Australian dairy producers are increasingly adopting a similar approach.
The dairy regions of southern Australia, such as Gippsland, southwest Victoria, the Riverina, parts of South Australia and southwest Western Australia have become a significant market for beef genetics specifically selected for dairy-cross performance.
The value of this market has been recognised with industry focusing on development and messaging through projects such as the Growing Beef from Dairy. This project, jointly funded 50/50 by Meat & Livestock Australia and Dairy Australia over five years, aims to increase adoption of economically sustainable dairy beef production as an alternative to early life slaughter of surplus calves, covering everything from breeding and genetics to nutrition, market alignment and meat quality.
Estimates from the National Herd Improvement Association of Australia and Dairy Australia put around 16pc of calves born in dairy herds as having beef sires, from a national dairy herd where only 37pc of cattle are bred for replacements.

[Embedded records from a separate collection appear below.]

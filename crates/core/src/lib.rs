//! `digiwallet-core`: shared domain building blocks.
//!
//! This crate contains **pure domain** primitives (no infrastructure concerns).

pub mod error;
pub mod id;
pub mod money;
pub mod version;

pub use error::{DomainError, DomainResult};
pub use id::{TransactionId, UserId, WalletId};
pub use money::Amount;
pub use version::ExpectedVersion;
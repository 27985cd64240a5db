use serde::{Deserialize, Serialize};

use digiwallet_core::DomainError;

/// Role of an account.
///
/// Closed set: every authorization decision matches on it exhaustively, so
/// adding a role is a compile error at each decision point.
#[derive(Debug, Clone, Copy, PartialEq, Eq, Hash, Serialize, Deserialize)]
#[serde(rename_all = "lowercase")]
pub enum Role {
    Admin,
    User,
    Agent,
}

impl Role {
    pub const ALL: [Role; 3] = [Role::Admin, Role::User, Role::Agent];

    pub fn as_str(&self) -> &'static str {
        match self {
            Role::Admin => "admin",
            Role::User => "user",
            Role::Agent => "agent",
        }
    }

    /// Whether accounts with this role get a wallet at registration.
    pub fn holds_wallet(&self) -> bool {
        match self {
            Role::User | Role::Agent => true,
            Role::Admin => false,
        }
    }
}

impl core::fmt::Display for Role {
    fn fmt(&self, f: &mut core::fmt::Formatter<'_>) -> core::fmt::Result {
        f.write_str(self.as_str())
    }
}

impl core::str::FromStr for Role {
    type Err = DomainError;

    fn from_str(s: &str) -> Result<Self, Self::Err> {
        match s.trim().to_lowercase().as_str() {
            "admin" => Ok(Role::Admin),
            "user" => Ok(Role::User),
            "agent" => Ok(Role::Agent),
            other => Err(DomainError::invalid_input(format!(
                "role must be one of: admin, user, agent (got '{other}')"
            ))),
        }
    }
}
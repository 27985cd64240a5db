use chrono::{DateTime, Utc};
use serde::{Deserialize, Serialize};
use thiserror::Error;

use digiwallet_core::UserId;

use crate::Role;

/// JWT claims model (transport-agnostic).
///
/// The set of claims the service expects once a token has been decoded and
/// its signature verified. Timestamps travel as seconds since the epoch.
#[derive(Debug, Clone, PartialEq, Eq, Serialize, Deserialize)]
pub struct JwtClaims {
    /// Subject: the account the token was issued to.
    pub sub: UserId,

    pub email: String,

    /// Role at issuance time.
    pub role: Role,

    #[serde(rename = "iat", with = "chrono::serde::ts_seconds")]
    pub issued_at: DateTime<Utc>,

    #[serde(rename = "exp", with = "chrono::serde::ts_seconds")]
    pub expires_at: DateTime<Utc>,
}

#[derive(Debug, Error, Clone, PartialEq, Eq)]
pub enum TokenValidationError {
    #[error("token has expired")]
    Expired,

    #[error("token not yet valid (issued_at is in the future)")]
    NotYetValid,

    #[error("invalid token time window (expires_at <= issued_at)")]
    InvalidTimeWindow,

    #[error("malformed token: {0}")]
    Malformed(String),
}

/// Deterministically validate JWT claims against `now`.
///
/// Validates the *claims* only; signature verification lives in [`crate::jwt`].
pub fn validate_claims(claims: &JwtClaims, now: DateTime<Utc>) -> Result<(), TokenValidationError> {
    if claims.expires_at <= claims.issued_at {
        return Err(TokenValidationError::InvalidTimeWindow);
    }
    if now < claims.issued_at {
        return Err(TokenValidationError::NotYetValid);
    }
    if now >= claims.expires_at {
        return Err(TokenValidationError::Expired);
    }
    Ok(())
}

The conservative estimate of surplus calves is between 500,000 and 600,000 head annually.
Research scientist at Agriculture Victoria, Dr Jo Newton, spent three months in 2023 on an international study tour across North America and Europe examining the use of beef sires over dairy cows, conducted through ICAR’s Brian Wickham Young Person Exchange Program.
She presented her findings at an ICAR webinar in 2023 and again at the Genetics Australia 2024 conference. Her conclusion was that more data is still needed to identify bulls capable of performing across the entire supply chain, and that opportunities exist to expand Australia’s dairy-beef progeny data to validate existing tools or determine whether new tools need to be developed for local conditions.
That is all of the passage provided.